Through all of the essential items necessary in life to exist, we must address the most important element, the human element. Although not on the periodic table, it is the most complex of all. The Human Element has all of the properties for survival and it is adaptable to change and new environments.
The Human Element has vulnerability. Humans can express joy and sadness. Humans can create energy through laughter and tears.
Once aspect of the Human Element is Domestic Violence, also known as Intimate Partner Violence.
How does domestic violence affect the Human Element? The Domestic Abuse Council, Inc. operates in Volusia County, Florida and with a population of about a half a million people, just a mere spec in the universe amongst all the elements, last year 421 individuals lived in the emergency shelter. Of that total, 191 of those humans were children.
Those people slept in the shelter for 13,873 nights.

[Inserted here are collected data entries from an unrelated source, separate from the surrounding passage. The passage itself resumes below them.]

//! Axum route handlers for the wizard.

use axum::{extract::State, Json};
use serde::{Deserialize, Serialize};

use crate::errors::AppError;
use crate::models::resume::Category;
use crate::state::AppState;
use crate::wizard::{Step, WizardView};

#[derive(Debug, Deserialize)]
pub struct GoToRequest {
    pub step: Step,
}

#[derive(Debug, Serialize)]
pub struct CategoryOption {
    pub id: &'static str,
    pub title: &'static str,
}

/// GET /api/v1/wizard/categories
///
/// Options for the category picker. Does not require an open document.
pub async fn handle_categories() -> Json<Vec<CategoryOption>> {
    Json(
        Category::ALL
            .iter()
            .map(|c| CategoryOption {
                id: c.as_str(),
                title: c.title(),
            })
            .collect(),
    )
}

/// GET /api/v1/wizard
pub async fn handle_get_wizard(State(state): State<AppState>) -> Result<Json<WizardView>, AppError> {
    let doc = state.store.require_current().await?;
    let session = state.wizard.read().await;
    Ok(Json(session.view(&doc)))
}

/// POST /api/v1/wizard/next
///
/// Validates the current step against the current document before advancing.
/// Field problems come back as a 400 with `details`.
pub async fn handle_next(State(state): State<AppState>) -> Result<Json<WizardView>, AppError> {
    let doc = state.store.require_current().await?;
    let mut session = state.wizard.write().await;
    session.next(&doc)?;
    Ok(Json(session.view(&doc)))
}

/// POST /api/v1/wizard/back
pub async fn handle_back(State(state): State<AppState>) -> Result<Json<WizardView>, AppError> {
    let doc = state.store.require_current().await?;
    let mut session = state.wizard.write().await;
    session.back(&doc);
    Ok(Json(session.view(&doc)))
}

/// POST /api/v1/wizard/goto
pub async fn handle_go_to(
    State(state): State<AppState>,
    Json(req): Json<GoToRequest>,
) -> Result<Json<WizardView>, AppError> {
    let doc = state.store.require_current().await?;
    let mut session = state.wizard.write().await;
    session.go_to(&doc, req.step)?;
    Ok(Json(session.view(&doc)))
}
/// Plain-text rendition of a preview, used for the text download.
pub fn render_text(preview: &Preview) -> String {
    let mut out = String::new();
    out.push_str(&preview.header.name);
    out.push('\n');
    if !preview.header.contact.is_empty() {
        out.push_str(&preview.header.contact.join(" | "));
        out.push('\n');
    }

    for section in &preview.sections {
        let title = section.title.to_uppercase();
        out.push('\n');
        out.push_str(&title);
        out.push('\n');
        out.push_str(&"-".repeat(title.chars().count()));
        out.push('\n');

        for entry in &section.entries {
            let mut head = entry.heading.clone().unwrap_or_default();
            if section.key == "skills" {
                head.push(':');
                if let Some(items) = entry.lines.first() {
                    head.push(' ');
                    head.push_str(items);
                }
                out.push_str(&head);
                out.push('\n');
                continue;
            }
            if let Some(dates) = &entry.dates {
                if head.is_empty() {
                    head = dates.clone();
                } else {
                    head = format!("{head} ({dates})");
                }
            }
            if !head.is_empty() {
                out.push_str(&head);
                out.push('\n');
            }
            if let Some(sub) = &entry.subheading {
                out.push_str(sub);
                out.push('\n');
            }
            for line in &entry.lines {
                if entry.bulleted {
                    out.push_str("• ");
                }
                out.push_str(line);
                out.push('\n');
            }
        }
    }
    out
}
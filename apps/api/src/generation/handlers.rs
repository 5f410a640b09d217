//! Axum route handlers for the Generation API.

use axum::{extract::State, Json};
use serde::{Deserialize, Serialize};
use tracing::info;
use uuid::Uuid;

use crate::errors::AppError;
use crate::generation::cover_letter::{generate_cover_letter, CoverLetter, CoverLetterRequest};
use crate::generation::summary::generate_summary;
use crate::models::resume::ResumeDocument;
use crate::state::AppState;

// ────────────────────────────────────────────────────────────────────────────
// Request / Response types
// ────────────────────────────────────────────────────────────────────────────

#[derive(Debug, Default, Deserialize)]
pub struct SummaryGenerateRequest {
    /// Write the generated text into the current document's summary.
    #[serde(default)]
    pub apply: bool,
}

#[derive(Debug, Serialize)]
pub struct SummaryGenerateResponse {
    pub summary: String,
    pub applied: bool,
}

#[derive(Debug, Deserialize)]
pub struct CoverLetterGenerateRequest {
    #[serde(flatten)]
    pub letter: CoverLetterRequest,
    /// Personalize from a saved resume. Defaults to the current document, if any.
    #[serde(default)]
    pub resume_id: Option<Uuid>,
}

// ────────────────────────────────────────────────────────────────────────────
// Handlers
// ────────────────────────────────────────────────────────────────────────────

/// POST /api/v1/generate/summary
///
/// Builds a summary for the current document from its category template.
/// With `apply: true` the summary is also stored on that document; if another
/// document was opened during generation the request fails with 404.
pub async fn handle_generate_summary(
    State(state): State<AppState>,
    Json(request): Json<SummaryGenerateRequest>,
) -> Result<Json<SummaryGenerateResponse>, AppError> {
    let doc = state.store.require_current().await?;

    tokio::time::sleep(state.config.generation_delay).await;
    let summary = generate_summary(&doc);

    if request.apply {
        let text = summary.clone();
        state
            .store
            .update_open(doc.id, move |d| {
                d.summary = text;
                Ok(())
            })
            .await?;
    }

    info!(
        "Generated summary for resume {} ({} chars, applied={})",
        doc.id,
        summary.len(),
        request.apply
    );

    Ok(Json(SummaryGenerateResponse {
        summary,
        applied: request.apply,
    }))
}

/// POST /api/v1/generate/cover-letter
///
/// `job_title` and `company_name` are required.
pub async fn handle_generate_cover_letter(
    State(state): State<AppState>,
    Json(request): Json<CoverLetterGenerateRequest>,
) -> Result<Json<CoverLetter>, AppError> {
    let resume: Option<ResumeDocument> = match request.resume_id {
        Some(id) => Some(state.store.get_saved(id).await?),
        None => state.store.current().await,
    };

    // Validate before waiting so bad input fails fast.
    let letter = generate_cover_letter(&request.letter, resume.as_ref())?;
    tokio::time::sleep(state.config.generation_delay).await;

    info!(
        "Generated {:?} cover letter for {} at {}",
        letter.tone, request.letter.job_title, request.letter.company_name
    );

    Ok(Json(letter))
}
use std::sync::Arc;

use tokio::sync::RwLock;

use crate::ats::scoring::{AtsScorer, KeywordAtsScorer};
use crate::config::Config;
use crate::document::store::DocumentStore;
use crate::tracker::board::JobTracker;
use crate::wizard::WizardSession;

/// Shared application state injected into all route handlers via Axum extractors.
#[derive(Clone)]
pub struct AppState {
    pub store: Arc<DocumentStore>,
    /// Wizard position for the current document. Reset whenever the current document changes.
    pub wizard: Arc<RwLock<WizardSession>>,
    pub tracker: Arc<JobTracker>,
    /// Pluggable ATS scorer. Default: KeywordAtsScorer.
    pub ats_scorer: Arc<dyn AtsScorer>,
    pub config: Config,
}

impl AppState {
    pub fn new(config: Config) -> Self {
        let tracker = if config.seed_sample_jobs {
            JobTracker::with_sample_applications()
        } else {
            JobTracker::new()
        };

        AppState {
            store: Arc::new(DocumentStore::new()),
            wizard: Arc::new(RwLock::new(WizardSession::default())),
            tracker: Arc::new(tracker),
            ats_scorer: Arc::new(KeywordAtsScorer),
            config,
        }
    }
}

What does that number mean? If one person sleeps in their bed in their home every night, that is 365 bed nights. So those 13,873 bed nights converts to 38 years.
Imagine the wear and tear on everything in the shelter. To live 38 years in one year. Just walking on the floors, opening and closing the doors. Turning the faucet on and off. Now add some energy. Folks who come to the shelter, whether they are young or old have experienced some kind of trauma. They may still be in crisis while living in the shelter. They may not be aware of their surroundings, like you are in your own home. They may not be gentle with their belongings because they are thinking about other things.

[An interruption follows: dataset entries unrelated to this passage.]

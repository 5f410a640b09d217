mod ats;
mod config;
mod document;
mod errors;
mod generation;
mod models;
mod preview;
mod routes;
mod state;
mod tracker;
mod wizard;

use anyhow::Result;
use std::net::SocketAddr;
use tower_http::{cors::CorsLayer, trace::TraceLayer};
use tracing::info;
use tracing_subscriber::{layer::SubscriberExt, util::SubscriberInitExt, EnvFilter};

use crate::config::Config;
use crate::routes::build_router;
use crate::state::AppState;

#[tokio::main]
async fn main() -> Result<()> {
    // Load configuration first (fails on malformed env vars)
    let config = Config::from_env()?;

    // Initialize structured logging
    tracing_subscriber::registry()
        .with(EnvFilter::try_from_default_env().unwrap_or_else(|_| {
            EnvFilter::new(format!("{}={}", env!("CARGO_PKG_NAME"), &config.rust_log))
        }))
        .with(tracing_subscriber::fmt::layer())
        .init();

    info!("Starting ResumeForge API v{}", env!("CARGO_PKG_VERSION"));
    info!(
        "Simulated latency: generation {:?}, analysis {:?}",
        config.generation_delay, config.analysis_delay
    );

    let state = AppState::new(config.clone());
    if config.seed_sample_jobs {
        info!("Job tracker seeded with sample applications");
    }

    // Build router
    let app = build_router(state)
        .layer(TraceLayer::new_for_http())
        .layer(CorsLayer::permissive());

    let addr: SocketAddr = format!("0.0.0.0:{}", config.port).parse()?;
    info!("Listening on {addr}");

    let listener = tokio::net::TcpListener::bind(addr).await?;
    axum::serve(listener, app).await?;

    Ok(())
}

According to the Community Agenda Snapshot of Volusia & Flagler Counties 2014 report, the African American population for Volusia County is 10.8%. Why then were 47% of our children in residence at the shelter African American. Statistically speaking, there more than 4 times more African American children in shelter than are in the general population. It is a concerning enigma.
When dealing with domestic violence, as with the Human Element, there are more questions than answers.